▶ WHAT YOU ARE ASKED TO DO:
Use the entries below and reproduce exactly the lines from the one containing "ExecMode::Isolated" down to the one containing "Host-side work cannot", both of them included.

▶ GIVEN DATA:
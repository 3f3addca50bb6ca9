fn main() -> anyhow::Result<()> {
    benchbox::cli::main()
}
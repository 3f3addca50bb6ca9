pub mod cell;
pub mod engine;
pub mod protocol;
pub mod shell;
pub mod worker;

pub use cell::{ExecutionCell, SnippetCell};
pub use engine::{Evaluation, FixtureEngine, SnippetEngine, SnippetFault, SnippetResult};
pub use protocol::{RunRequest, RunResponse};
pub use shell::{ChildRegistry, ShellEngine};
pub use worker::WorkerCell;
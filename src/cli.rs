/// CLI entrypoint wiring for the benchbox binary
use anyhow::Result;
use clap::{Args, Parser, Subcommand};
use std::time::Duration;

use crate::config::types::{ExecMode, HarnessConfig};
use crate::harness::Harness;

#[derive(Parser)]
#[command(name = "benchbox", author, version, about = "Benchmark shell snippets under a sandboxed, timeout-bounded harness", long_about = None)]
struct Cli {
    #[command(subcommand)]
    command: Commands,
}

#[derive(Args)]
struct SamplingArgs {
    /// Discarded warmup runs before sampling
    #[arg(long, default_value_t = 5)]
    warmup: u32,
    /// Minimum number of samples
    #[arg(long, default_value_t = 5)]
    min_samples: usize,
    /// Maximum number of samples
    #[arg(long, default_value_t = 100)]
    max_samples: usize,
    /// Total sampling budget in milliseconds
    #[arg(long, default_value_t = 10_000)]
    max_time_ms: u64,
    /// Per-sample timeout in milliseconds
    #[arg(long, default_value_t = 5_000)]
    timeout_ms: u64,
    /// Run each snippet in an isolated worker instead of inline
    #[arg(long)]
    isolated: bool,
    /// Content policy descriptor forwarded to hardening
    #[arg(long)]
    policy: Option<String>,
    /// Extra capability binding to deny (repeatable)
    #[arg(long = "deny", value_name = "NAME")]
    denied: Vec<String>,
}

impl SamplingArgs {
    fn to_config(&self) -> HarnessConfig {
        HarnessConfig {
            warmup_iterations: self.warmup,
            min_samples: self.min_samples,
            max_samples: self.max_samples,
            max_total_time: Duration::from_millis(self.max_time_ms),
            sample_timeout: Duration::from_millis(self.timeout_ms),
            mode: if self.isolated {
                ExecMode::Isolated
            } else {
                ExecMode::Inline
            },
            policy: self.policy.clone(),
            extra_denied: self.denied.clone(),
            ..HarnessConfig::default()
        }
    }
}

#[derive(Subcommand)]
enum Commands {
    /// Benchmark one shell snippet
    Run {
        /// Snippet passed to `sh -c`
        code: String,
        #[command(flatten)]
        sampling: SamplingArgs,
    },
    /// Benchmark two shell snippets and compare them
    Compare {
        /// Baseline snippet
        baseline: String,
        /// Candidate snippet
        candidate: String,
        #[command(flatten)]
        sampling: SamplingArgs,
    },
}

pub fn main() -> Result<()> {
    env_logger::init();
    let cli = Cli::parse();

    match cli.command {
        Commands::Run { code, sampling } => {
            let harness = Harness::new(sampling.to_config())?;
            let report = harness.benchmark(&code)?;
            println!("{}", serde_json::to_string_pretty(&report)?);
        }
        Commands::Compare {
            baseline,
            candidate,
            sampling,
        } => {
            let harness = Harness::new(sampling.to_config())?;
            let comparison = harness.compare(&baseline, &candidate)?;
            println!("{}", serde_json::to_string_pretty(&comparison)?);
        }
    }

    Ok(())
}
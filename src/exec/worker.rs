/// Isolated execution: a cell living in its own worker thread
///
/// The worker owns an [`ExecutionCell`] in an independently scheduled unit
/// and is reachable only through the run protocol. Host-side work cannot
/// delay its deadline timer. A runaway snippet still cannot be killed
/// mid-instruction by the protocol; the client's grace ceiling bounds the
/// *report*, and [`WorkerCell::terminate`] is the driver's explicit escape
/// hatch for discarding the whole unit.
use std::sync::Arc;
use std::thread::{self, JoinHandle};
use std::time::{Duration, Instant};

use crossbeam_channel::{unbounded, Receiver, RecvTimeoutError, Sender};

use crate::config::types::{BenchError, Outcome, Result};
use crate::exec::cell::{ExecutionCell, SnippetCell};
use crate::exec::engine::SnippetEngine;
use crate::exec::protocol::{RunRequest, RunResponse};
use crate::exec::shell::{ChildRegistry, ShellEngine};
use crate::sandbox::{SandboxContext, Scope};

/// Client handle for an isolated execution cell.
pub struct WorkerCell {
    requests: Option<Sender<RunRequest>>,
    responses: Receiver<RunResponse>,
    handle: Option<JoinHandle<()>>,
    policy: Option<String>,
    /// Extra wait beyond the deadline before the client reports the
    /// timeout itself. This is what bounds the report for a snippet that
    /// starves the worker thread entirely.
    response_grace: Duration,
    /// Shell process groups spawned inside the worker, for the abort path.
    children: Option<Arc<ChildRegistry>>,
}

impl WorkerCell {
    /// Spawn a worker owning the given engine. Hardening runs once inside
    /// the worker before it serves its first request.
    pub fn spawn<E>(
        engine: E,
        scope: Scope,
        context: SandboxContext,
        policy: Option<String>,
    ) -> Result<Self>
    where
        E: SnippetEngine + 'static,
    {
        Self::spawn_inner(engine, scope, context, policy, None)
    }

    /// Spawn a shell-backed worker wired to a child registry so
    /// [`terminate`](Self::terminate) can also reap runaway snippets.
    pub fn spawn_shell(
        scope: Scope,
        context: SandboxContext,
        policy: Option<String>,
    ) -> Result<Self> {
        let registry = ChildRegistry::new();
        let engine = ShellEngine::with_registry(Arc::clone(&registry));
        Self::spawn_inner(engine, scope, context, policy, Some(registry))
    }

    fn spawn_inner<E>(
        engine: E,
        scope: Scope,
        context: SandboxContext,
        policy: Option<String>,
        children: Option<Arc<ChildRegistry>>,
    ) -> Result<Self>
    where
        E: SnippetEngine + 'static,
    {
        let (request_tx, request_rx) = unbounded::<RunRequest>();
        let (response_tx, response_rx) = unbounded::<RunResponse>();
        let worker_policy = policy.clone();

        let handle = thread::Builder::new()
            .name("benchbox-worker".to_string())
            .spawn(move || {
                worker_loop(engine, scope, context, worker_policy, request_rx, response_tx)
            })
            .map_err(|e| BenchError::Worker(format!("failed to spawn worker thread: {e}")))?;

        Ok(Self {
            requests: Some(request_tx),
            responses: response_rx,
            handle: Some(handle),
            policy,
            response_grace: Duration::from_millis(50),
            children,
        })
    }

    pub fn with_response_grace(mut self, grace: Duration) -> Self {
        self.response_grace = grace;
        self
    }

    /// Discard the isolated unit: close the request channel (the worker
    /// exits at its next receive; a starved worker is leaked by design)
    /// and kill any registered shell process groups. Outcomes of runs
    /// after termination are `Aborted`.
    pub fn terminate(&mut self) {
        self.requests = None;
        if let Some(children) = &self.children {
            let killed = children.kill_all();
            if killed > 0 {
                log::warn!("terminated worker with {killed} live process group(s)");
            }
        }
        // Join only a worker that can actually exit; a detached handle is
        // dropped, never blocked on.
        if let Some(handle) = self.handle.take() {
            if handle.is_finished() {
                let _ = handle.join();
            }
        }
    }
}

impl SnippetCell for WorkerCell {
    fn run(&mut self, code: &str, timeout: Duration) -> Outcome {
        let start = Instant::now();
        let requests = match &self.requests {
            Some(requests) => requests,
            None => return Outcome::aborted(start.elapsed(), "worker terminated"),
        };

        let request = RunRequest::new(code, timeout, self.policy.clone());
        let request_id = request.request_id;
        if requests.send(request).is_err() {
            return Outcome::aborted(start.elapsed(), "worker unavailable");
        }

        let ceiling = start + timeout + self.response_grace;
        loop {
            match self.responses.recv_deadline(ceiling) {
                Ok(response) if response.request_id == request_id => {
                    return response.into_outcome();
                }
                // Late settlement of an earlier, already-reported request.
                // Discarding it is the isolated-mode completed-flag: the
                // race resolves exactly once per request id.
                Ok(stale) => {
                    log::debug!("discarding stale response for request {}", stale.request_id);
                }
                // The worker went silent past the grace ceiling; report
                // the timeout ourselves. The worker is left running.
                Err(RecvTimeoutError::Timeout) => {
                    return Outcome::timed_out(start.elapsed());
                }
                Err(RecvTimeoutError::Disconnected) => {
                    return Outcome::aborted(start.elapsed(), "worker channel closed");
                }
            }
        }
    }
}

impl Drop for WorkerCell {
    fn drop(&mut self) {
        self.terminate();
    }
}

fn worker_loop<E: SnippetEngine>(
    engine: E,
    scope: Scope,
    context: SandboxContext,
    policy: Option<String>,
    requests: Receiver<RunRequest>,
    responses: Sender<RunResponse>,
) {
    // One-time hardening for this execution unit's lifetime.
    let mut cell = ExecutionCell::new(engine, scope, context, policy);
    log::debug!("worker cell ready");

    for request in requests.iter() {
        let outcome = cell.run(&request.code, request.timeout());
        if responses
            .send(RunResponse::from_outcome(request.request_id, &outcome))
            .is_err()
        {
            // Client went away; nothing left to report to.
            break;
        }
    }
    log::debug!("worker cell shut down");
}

▶ TASK ANSWER:
                ExecMode::Isolated
            } else {
                ExecMode::Inline
            },
            policy: self.policy.clone(),
            extra_denied: self.denied.clone(),
            ..HarnessConfig::default()
        }
    }
}

#[derive(Subcommand)]
enum Commands {
    /// Benchmark one shell snippet
    Run {
        /// Snippet passed to `sh -c`
        code: String,
        #[command(flatten)]
        sampling: SamplingArgs,
    },
    /// Benchmark two shell snippets and compare them
    Compare {
        /// Baseline snippet
        baseline: String,
        /// Candidate snippet
        candidate: String,
        #[command(flatten)]
        sampling: SamplingArgs,
    },
}

pub fn main() -> Result<()> {
    env_logger::init();
    let cli = Cli::parse();

    match cli.command {
        Commands::Run { code, sampling } => {
            let harness = Harness::new(sampling.to_config())?;
            let report = harness.benchmark(&code)?;
            println!("{}", serde_json::to_string_pretty(&report)?);
        }
        Commands::Compare {
            baseline,
            candidate,
            sampling,
        } => {
            let harness = Harness::new(sampling.to_config())?;
            let comparison = harness.compare(&baseline, &candidate)?;
            println!("{}", serde_json::to_string_pretty(&comparison)?);
        }
    }

    Ok(())
}
filename src/exec/worker.rs
/// Isolated execution: a cell living in its own worker thread
///
/// The worker owns an [`ExecutionCell`] in an independently scheduled unit
/// and is reachable only through the run protocol. Host-side work cannot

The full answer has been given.